Task objective >>
Reproduce nothing but the lines from the one with "and mutated by" down to the last line of the data below.

Information provided >>
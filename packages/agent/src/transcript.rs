// ABOUTME: Conversation transcript and message wire types
// ABOUTME: Append-only message sequence in the chat-completions wire shape

use serde::{Deserialize, Serialize};

/// Message author role
#[derive(Debug, Clone, Copy, PartialEq, Eq, Serialize, Deserialize)]
#[serde(rename_all = "lowercase")]
pub enum Role {
    System,
    User,
    Assistant,
    Tool,
}

/// One tool invocation requested by an assistant message
#[derive(Debug, Clone, PartialEq, Serialize, Deserialize)]
pub struct ToolCall {
    /// Identifier unique within the turn, echoed back by the answering
    /// tool message
    pub id: String,
    #[serde(rename = "type")]
    pub kind: String,
    pub function: FunctionCall,
}

/// Named function plus its raw argument payload
#[derive(Debug, Clone, PartialEq, Serialize, Deserialize)]
pub struct FunctionCall {
    pub name: String,
    /// Argument payload exactly as the provider sent it: a JSON-encoded
    /// object, or the bare code string in the legacy convention
    pub arguments: String,
}

impl ToolCall {
    pub fn new(
        id: impl Into<String>,
        name: impl Into<String>,
        arguments: impl Into<String>,
    ) -> Self {
        Self {
            id: id.into(),
            kind: "function".to_string(),
            function: FunctionCall {
                name: name.into(),
                arguments: arguments.into(),
            },
        }
    }
}

/// One transcript entry
#[derive(Debug, Clone, PartialEq, Serialize, Deserialize)]
pub struct Message {
    pub role: Role,
    #[serde(default, skip_serializing_if = "Option::is_none")]
    pub content: Option<String>,
    #[serde(default, skip_serializing_if = "Vec::is_empty")]
    pub tool_calls: Vec<ToolCall>,
    /// Back-reference to the tool call this message answers
    #[serde(default, skip_serializing_if = "Option::is_none")]
    pub tool_call_id: Option<String>,
    #[serde(default, skip_serializing_if = "Option::is_none")]
    pub name: Option<String>,
}

impl Message {
    fn base(role: Role, content: Option<String>) -> Self {
        Self {
            role,
            content,
            tool_calls: Vec::new(),
            tool_call_id: None,
            name: None,
        }
    }

    pub fn system(content: impl Into<String>) -> Self {
        Self::base(Role::System, Some(content.into()))
    }

    pub fn user(content: impl Into<String>) -> Self {
        Self::base(Role::User, Some(content.into()))
    }

    pub fn assistant(content: impl Into<String>) -> Self {
        Self::base(Role::Assistant, Some(content.into()))
    }

    /// Assistant message carrying tool-call requests, with optional
    /// accompanying natural-language content
    pub fn assistant_with_tool_calls(content: Option<String>, tool_calls: Vec<ToolCall>) -> Self {
        Self {
            tool_calls,
            ..Self::base(Role::Assistant, content)
        }
    }

    /// Tool message answering one tool call, with the serialized result
    /// as its content
    pub fn tool(
        tool_call_id: impl Into<String>,
        name: impl Into<String>,
        content: impl Into<String>,
    ) -> Self {
        Self {
            tool_call_id: Some(tool_call_id.into()),
            name: Some(name.into()),
            ..Self::base(Role::Tool, Some(content.into()))
        }
    }

    /// System message announcing an externally uploaded file, so code
    /// fragments can reference it by absolute path
    pub fn file_context(file_id: &str, path: &str) -> Self {
        Self::system(format!("User uploaded file with ID '{}' to: {}\n", file_id, path))
    }
}

/// Append-only conversation history, exclusively owned and mutated by
/// the orchestrator. Messages are never edited or removed.
#[derive(Debug, Clone, Default)]
pub struct Transcript {
    messages: Vec<Message>,
}

impl Transcript {
    pub(crate) fn seeded(initial: Vec<Message>) -> Self {
        Self { messages: initial }
    }

    pub(crate) fn push(&mut self, message: Message) {
        self.messages.push(message);
    }

    pub fn messages(&self) -> &[Message] {
        &self.messages
    }

    pub fn len(&self) -> usize {
        self.messages.len()
    }

    pub fn is_empty(&self) -> bool {
        self.messages.is_empty()
    }

    pub(crate) fn into_messages(self) -> Vec<Message> {
        self.messages
    }
}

Solution for this task >>
/// Append-only conversation history, exclusively owned and mutated by
/// the orchestrator. Messages are never edited or removed.
#[derive(Debug, Clone, Default)]
pub struct Transcript {
    messages: Vec<Message>,
}

impl Transcript {
    pub(crate) fn seeded(initial: Vec<Message>) -> Self {
        Self { messages: initial }
    }

    pub(crate) fn push(&mut self, message: Message) {
        self.messages.push(message);
    }

    pub fn messages(&self) -> &[Message] {
        &self.messages
    }

    pub fn len(&self) -> usize {
        self.messages.len()
    }

    pub fn is_empty(&self) -> bool {
        self.messages.is_empty()
    }

    pub(crate) fn into_messages(self) -> Vec<Message> {
        self.messages
    }
}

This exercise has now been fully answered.